ASSIGNED TASK: In the entries below, spot each line with the word "entry" and copy it.
DATA FOR PROCESSING START
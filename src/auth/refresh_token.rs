/// Refresh Token Whitelist Checks
///
/// Refresh tokens are JWTs whose subject is a session ID. The whitelist
/// stores one entry per session with the SHA-256 hash of the current refresh
/// token (never the token itself). A token is accepted only while:
/// - its session entry exists (deleting the entry revokes it)
/// - the stored hash equals the presented token's hash (the last token
///   issued for the session; older ones are replays)

use sha2::{Digest, Sha256};

use crate::domain::Session;
use crate::error::{AppError, AuthError};

/// Hash a refresh token using SHA-256
pub fn hash_token(token: &str) -> String {
    let mut hasher = Sha256::new();
    hasher.update(token.as_bytes());
    format!("{:x}", hasher.finalize())
}

/// Match a presented refresh token against its whitelist entry
pub fn check_whitelisted(entry: Option<Session>, token: &str) -> Result<Session, AppError> {
    let session = entry.ok_or(AppError::Auth(AuthError::SessionRevoked))?;

    if session.refresh_token_hash != hash_token(token) {
        tracing::warn!(
            session_id = %session.session_id,
            account_id = %session.account_id,
            "Refresh token does not match the whitelisted token"
        );
        return Err(AppError::Auth(AuthError::TokenMismatch));
    }

    Ok(session)
}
DATA FOR PROCESSING END
RESPONSE:
/// stores one entry per session with the SHA-256 hash of the current refresh
/// - its session entry exists (deleting the entry revokes it)
/// Match a presented refresh token against its whitelist entry
pub fn check_whitelisted(entry: Option<Session>, token: &str) -> Result<Session, AppError> {
    let session = entry.ok_or(AppError::Auth(AuthError::SessionRevoked))?;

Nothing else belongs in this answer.